The rise in regional benchmarks echoed the gains on Wall Street, which were led by big technology companies that are benefiting from people staying home during the outbreak.
Japan’s benchmark Nikkei 225 NIK, +0.17% gained 0.3% in early trading. Hong Kong’s Hang Seng HSI, +1.30% added 1.5%, while the Shanghai Composite SHCOMP, +0.49% rose 0.8%. South Korea’s Kospi 180721, +1.33% edged up 1.8% while Australia’s S&P/ASX 200 XJO, -0.14% was little changed. Benchmark indexes in Taiwan Y9999, +1.98% and Singapore STI, +0.02% gained.
Reports that Pfizer’s PFE, +1.20% vaccine is on track to seek October regulatory review boosted sentiments despite ongoing uncertainty about global growth, said Jingyi Pan, market strategist at IG in Singapore.
Pfizer and its German partner BioNTech said they will take their COVID-19 vaccine candidate with the fewest side effects into final-stage testing.
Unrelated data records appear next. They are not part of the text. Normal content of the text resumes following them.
// Copyright (c) 2025 Dimitris Kafetzis
//
// Licensed under the MIT License.
// See LICENSE file in the project root for full license information.
//
// SPDX-License-Identifier: MIT

//! Derives the canonical timeline ordering and the shared axis range.
//!
//! The builder is purely algorithmic — no I/O — making it trivially
//! unit-testable against hand-built rows.

use crate::{AxisRange, Chunk, Paginator, TimelineError, TimelineRow, TimelineSummary};
use crate::axis::{DEFAULT_TICK_MARGIN, DEFAULT_TICK_STEP};

/// Turns raw joined rows into a [`MemoryTimeline`] plus its [`AxisRange`].
///
/// Steps:
/// 1. Validate every row (negative address/size rejects the whole load).
/// 2. Stable-sort ascending by address; ties keep original row order.
/// 3. Derive the axis range from the lowest address and highest end address.
#[derive(Debug, Clone, Copy)]
pub struct LayoutBuilder {
    tick_step: i64,
    tick_margin: i64,
}

impl Default for LayoutBuilder {
    fn default() -> Self {
        Self {
            tick_step: DEFAULT_TICK_STEP,
            tick_margin: DEFAULT_TICK_MARGIN,
        }
    }
}

impl LayoutBuilder {
    /// Builder with the default tick step and margin.
    pub fn new() -> Self {
        Self::default()
    }

    /// Builder with explicit tick parameters.
    pub fn with_ticks(tick_step: i64, tick_margin: i64) -> Result<Self, TimelineError> {
        // Reuse the axis-range validation so the rules live in one place.
        AxisRange::from_bounds(0, 0, tick_step, tick_margin)?;
        Ok(Self {
            tick_step,
            tick_margin,
        })
    }

    /// Consumes raw rows and emits the sorted timeline and its axis.
    pub fn build(
        &self,
        mut rows: Vec<TimelineRow>,
    ) -> Result<(MemoryTimeline, AxisRange), TimelineError> {
        if rows.is_empty() {
            return Err(TimelineError::EmptyTimeline);
        }

        for row in &rows {
            row.allocation.validate()?;
        }

        // sort_by_key is stable: equal addresses keep their input order.
        rows.sort_by_key(|r| r.allocation.address);

        let min_address = rows[0].allocation.address;
        let max_end = rows
            .iter()
            .map(|r| r.allocation.end_address())
            .max()
            .expect("rows is non-empty");

        let axis = AxisRange::from_bounds(min_address, max_end, self.tick_step, self.tick_margin)?;
        let timeline = MemoryTimeline { rows };

        tracing::info!("{}", timeline.summary());

        Ok((timeline, axis))
    }
}

/// The full allocation sequence, sorted ascending by address.
///
/// Immutable once built: every accessor borrows, and chunking only windows
/// the row slice. The timeline owns its rows for the whole visualization
/// session; memory use is bounded only by input size.
#[derive(Debug, Clone, serde::Serialize)]
pub struct MemoryTimeline {
    rows: Vec<TimelineRow>,
}

impl MemoryTimeline {
    /// All rows in canonical order.
    pub fn rows(&self) -> &[TimelineRow] {
        &self.rows
    }

    pub fn len(&self) -> usize {
        self.rows.len()
    }

    pub fn is_empty(&self) -> bool {
        self.rows.is_empty()
    }

    /// Windows the timeline into chunks of at most `chunk_size` rows.
    pub fn chunks(&self, chunk_size: usize) -> Result<Vec<Chunk<'_>>, TimelineError> {
        Paginator::new(chunk_size)?.paginate(self)
    }

    /// Checks the ordering and derived-field invariants.
    ///
    /// Construction guarantees both; this exists so downstream stages can
    /// assert them cheaply after handoffs.
    pub fn validate(&self) -> Result<(), TimelineError> {
        for row in &self.rows {
            row.allocation.validate()?;
        }
        for pair in self.rows.windows(2) {
            if pair[0].allocation.address > pair[1].allocation.address {
                return Err(TimelineError::InvalidRecord {
                    operation_id: pair[1].allocation.operation_id,
                    detail: format!(
                        "timeline order violated: address {} follows {}",
                        pair[1].allocation.address, pair[0].allocation.address,
                    ),
                });
            }
        }
        Ok(())
    }

    /// Aggregate figures over the whole timeline.
    pub fn summary(&self) -> TimelineSummary {
        TimelineSummary::from_rows(&self.rows)
    }
}
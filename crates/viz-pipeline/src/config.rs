// Copyright (c) 2025 Dimitris Kafetzis
//
// Licensed under the MIT License.
// See LICENSE file in the project root for full license information.
//
// SPDX-License-Identifier: MIT

//! Pipeline configuration loaded from TOML files or constructed
//! programmatically.
//!
//! The values here were hardcoded constants in the original trace tooling;
//! they are defaults now, but the defaults reproduce its output exactly.
//!
//! # TOML Format
//! ```toml
//! chunk_size = 50
//! tick_step = 100000
//! tick_margin = 100000
//! name_prefix_len = 0
//! ```

use std::path::Path;
use timeline_core::{DEFAULT_CHUNK_SIZE, DEFAULT_TICK_MARGIN, DEFAULT_TICK_STEP};

/// Configuration for one visualization run.
#[derive(Debug, Clone, serde::Serialize, serde::Deserialize)]
pub struct VizConfig {
    /// Rows per rendered chunk.
    #[serde(default = "default_chunk_size")]
    pub chunk_size: usize,
    /// Spacing between address-axis ticks.
    #[serde(default = "default_tick_step")]
    pub tick_step: i64,
    /// Margin subtracted below the lowest address for the first tick.
    #[serde(default = "default_tick_margin")]
    pub tick_margin: i64,
    /// Leading characters stripped from operation names at load time
    /// (`0` keeps names untouched).
    #[serde(default)]
    pub name_prefix_len: usize,
}

fn default_chunk_size() -> usize {
    DEFAULT_CHUNK_SIZE
}

fn default_tick_step() -> i64 {
    DEFAULT_TICK_STEP
}

fn default_tick_margin() -> i64 {
    DEFAULT_TICK_MARGIN
}

impl Default for VizConfig {
    fn default() -> Self {
        Self {
            chunk_size: DEFAULT_CHUNK_SIZE,
            tick_step: DEFAULT_TICK_STEP,
            tick_margin: DEFAULT_TICK_MARGIN,
            name_prefix_len: 0,
        }
    }
}

impl VizConfig {
    /// Loads configuration from a TOML file.
    pub fn from_file(path: &Path) -> Result<Self, super::PipelineError> {
        let content = std::fs::read_to_string(path).map_err(|e| {
            super::PipelineError::InvalidConfig(format!(
                "cannot read config '{}': {e}",
                path.display()
            ))
        })?;
        Self::from_toml(&content)
    }

    /// Parses configuration from a TOML string.
    pub fn from_toml(toml_str: &str) -> Result<Self, super::PipelineError> {
        toml::from_str(toml_str)
            .map_err(|e| super::PipelineError::InvalidConfig(format!("TOML parse error: {e}")))
    }

    /// Serialises configuration to TOML.
    pub fn to_toml(&self) -> Result<String, super::PipelineError> {
        toml::to_string_pretty(self)
            .map_err(|e| super::PipelineError::InvalidConfig(format!("TOML serialise error: {e}")))
    }

    /// Rejects out-of-range values. Runs before any I/O, so a bad
    /// configuration never touches the trace file.
    pub fn validate(&self) -> Result<(), super::PipelineError> {
        if self.chunk_size == 0 {
            return Err(super::PipelineError::InvalidConfig(
                "chunk_size must be at least 1".to_string(),
            ));
        }
        if self.tick_step < 1 {
            return Err(super::PipelineError::InvalidConfig(format!(
                "tick_step must be at least 1, got {}",
                self.tick_step
            )));
        }
        if self.tick_margin < 0 {
            return Err(super::PipelineError::InvalidConfig(format!(
                "tick_margin must not be negative, got {}",
                self.tick_margin
            )));
        }
        Ok(())
    }
}
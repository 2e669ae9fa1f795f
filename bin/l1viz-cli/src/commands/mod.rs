// Copyright (c) 2025 Dimitris Kafetzis
//
// Licensed under the MIT License.
// See LICENSE file in the project root for full license information.
//
// SPDX-License-Identifier: MIT

//! CLI subcommands and shared helpers.

pub mod inspect;
pub mod render;

use std::path::Path;
use viz_pipeline::VizConfig;

/// Initializes tracing based on the `-v` count.
///
/// `RUST_LOG` takes precedence when set.
pub fn init_tracing(verbose: u8) {
    let default_level = match verbose {
        0 => "warn",
        1 => "info",
        2 => "debug",
        _ => "trace",
    };
    let filter = tracing_subscriber::EnvFilter::try_from_default_env()
        .unwrap_or_else(|_| tracing_subscriber::EnvFilter::new(default_level));
    tracing_subscriber::fmt()
        .with_env_filter(filter)
        .with_target(false)
        .init();
}

/// Loads the TOML config if a path was given, otherwise the defaults.
pub fn load_config(path: Option<&Path>) -> anyhow::Result<VizConfig> {
    match path {
        Some(p) => VizConfig::from_file(p)
            .map_err(|e| anyhow::anyhow!("failed to load config '{}': {e}", p.display())),
        None => Ok(VizConfig::default()),
    }
}

/// Truncates a name for fixed-width table columns.
pub(crate) fn truncate(s: &str, max: usize) -> String {
    if s.chars().count() <= max {
        s.to_string()
    } else {
        let head: String = s.chars().take(max.saturating_sub(1)).collect();
        format!("{head}…")
    }
}
// Copyright (c) 2025 Dimitris Kafetzis
//
// Licensed under the MIT License.
// See LICENSE file in the project root for full license information.
//
// SPDX-License-Identifier: MIT

//! Error types for trace snapshot access.

/// Errors that can occur when opening or reading a trace snapshot.
///
/// All of these are fatal: the snapshot is a static file, so there is
/// nothing transient worth retrying.
#[derive(Debug, thiserror::Error)]
pub enum StoreError {
    /// The snapshot file could not be opened.
    #[error("cannot open trace '{path}': {source}")]
    OpenFailed {
        path: String,
        #[source]
        source: rusqlite::Error,
    },

    /// A required table is absent from the snapshot.
    #[error("trace is missing required table '{table}'")]
    MissingTable { table: String },

    /// A required column is absent from a table.
    #[error("table '{table}' is missing required column '{column}'")]
    MissingColumn { table: String, column: String },

    /// A query against the snapshot failed.
    #[error("trace query failed: {0}")]
    QueryFailed(#[from] rusqlite::Error),
}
It’s one of a handful of experimental vaccines to reach end-stage tests around the world.
“Asia markets have broadly tailed Wall Street with gains, aided also by the latest vaccine news boost to sentiment,” Pan said.
The S&P 500 SPX, +0.31% rose 0.3% after rallying back from an earlier 0.6% loss as investors weighed new government data showing an increase in the number of Americans who sought unemployment aid last week.
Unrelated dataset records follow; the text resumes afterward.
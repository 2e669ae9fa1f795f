// Copyright (c) 2025 Dimitris Kafetzis
//
// Licensed under the MIT License.
// See LICENSE file in the project root for full license information.
//
// SPDX-License-Identifier: MIT

//! Fixed-size windows over the sorted timeline.
//!
//! A single view cannot legibly show thousands of operations, so the
//! timeline is split into chunks for rendering. Chunks are index windows:
//! they borrow the timeline's rows and never copy or reorder them.

use crate::{MemoryTimeline, TimelineError, TimelineRow};

/// Default number of rows per rendered chunk.
pub const DEFAULT_CHUNK_SIZE: usize = 50;

/// Splits a timeline into contiguous, exhaustive chunks.
#[derive(Debug, Clone, Copy)]
pub struct Paginator {
    chunk_size: usize,
}

impl Paginator {
    /// Creates a paginator, rejecting a zero chunk size before any work.
    pub fn new(chunk_size: usize) -> Result<Self, TimelineError> {
        if chunk_size == 0 {
            return Err(TimelineError::InvalidConfig {
                detail: "chunk size must be at least 1".to_string(),
            });
        }
        Ok(Self { chunk_size })
    }

    pub fn chunk_size(&self) -> usize {
        self.chunk_size
    }

    /// Windows the timeline into `ceil(len / chunk_size)` chunks.
    ///
    /// Concatenating the chunks' rows in order reproduces the timeline
    /// exactly once; the final chunk may be shorter than `chunk_size`.
    pub fn paginate<'a>(
        &self,
        timeline: &'a MemoryTimeline,
    ) -> Result<Vec<Chunk<'a>>, TimelineError> {
        let rows = timeline.rows();
        let chunks = rows
            .chunks(self.chunk_size)
            .enumerate()
            .map(|(i, window)| {
                let start_index = i * self.chunk_size;
                Chunk {
                    start_index,
                    end_index: start_index + window.len(),
                    rows: window,
                }
            })
            .collect();
        Ok(chunks)
    }
}

/// One rendered page of the timeline: rows `start_index..end_index`.
#[derive(Debug, Clone, serde::Serialize)]
pub struct Chunk<'a> {
    /// Timeline index of the first row in this chunk.
    pub start_index: usize,
    /// One past the timeline index of the last row.
    pub end_index: usize,
    rows: &'a [TimelineRow],
}

impl<'a> Chunk<'a> {
    /// The rows of this chunk, in timeline order.
    pub fn rows(&self) -> &'a [TimelineRow] {
        self.rows
    }

    pub fn len(&self) -> usize {
        self.rows.len()
    }

    pub fn is_empty(&self) -> bool {
        self.rows.is_empty()
    }

    /// Caption over the operation ids this chunk covers, e.g. `"Ops 3-41"`.
    pub fn caption(&self) -> String {
        match (self.rows.first(), self.rows.last()) {
            (Some(first), Some(last)) => format!(
                "Ops {}-{}",
                first.allocation.operation_id, last.allocation.operation_id,
            ),
            _ => "Ops (none)".to_string(),
        }
    }

    /// Groups this chunk's rows by owning operation, in order of first
    /// appearance. An operation whose buffers interleave with another's
    /// still gets a single group, the way a stacked-bar view draws one bar
    /// per operation.
    pub fn group_by_operation(&self) -> Vec<OperationGroup<'a>> {
        let mut groups: Vec<OperationGroup<'a>> = Vec::new();
        for row in self.rows {
            match groups
                .iter_mut()
                .find(|g| g.operation_id == row.allocation.operation_id)
            {
                Some(group) => group.rows.push(row),
                None => groups.push(OperationGroup {
                    operation_id: row.allocation.operation_id,
                    operation_name: &row.operation_name,
                    rows: vec![row],
                }),
            }
        }
        groups
    }
}

/// All of one operation's rows within a chunk.
#[derive(Debug, Clone)]
pub struct OperationGroup<'a> {
    pub operation_id: i64,
    pub operation_name: &'a str,
    pub rows: Vec<&'a TimelineRow>,
}

impl OperationGroup<'_> {
    /// Total bytes this operation occupies within the chunk.
    pub fn total_bytes(&self) -> i64 {
        self.rows.iter().map(|r| r.allocation.size).sum()
    }
}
The discouraging report helped send two out of every three stocks in the S&P 500 lower. Energy producers and financial companies had some of the sharpest drops. But tech stocks in the S&P 500 nevertheless rose 1.4%, continuing a remarkable run of resilience.
The S&P 500 gained 10.66 points to 3,385.51. The gains kept the benchmark index close to its record level. The Dow Jones Industrial Average DJIA, +0.16% gained 46.85 points, or 0.2%, to 27,739.73.
The strength in tech stocks helped lift the Nasdaq composite COMP, +1.06% up 118.49 points, or 1.1%, to 11,264.95, a record high.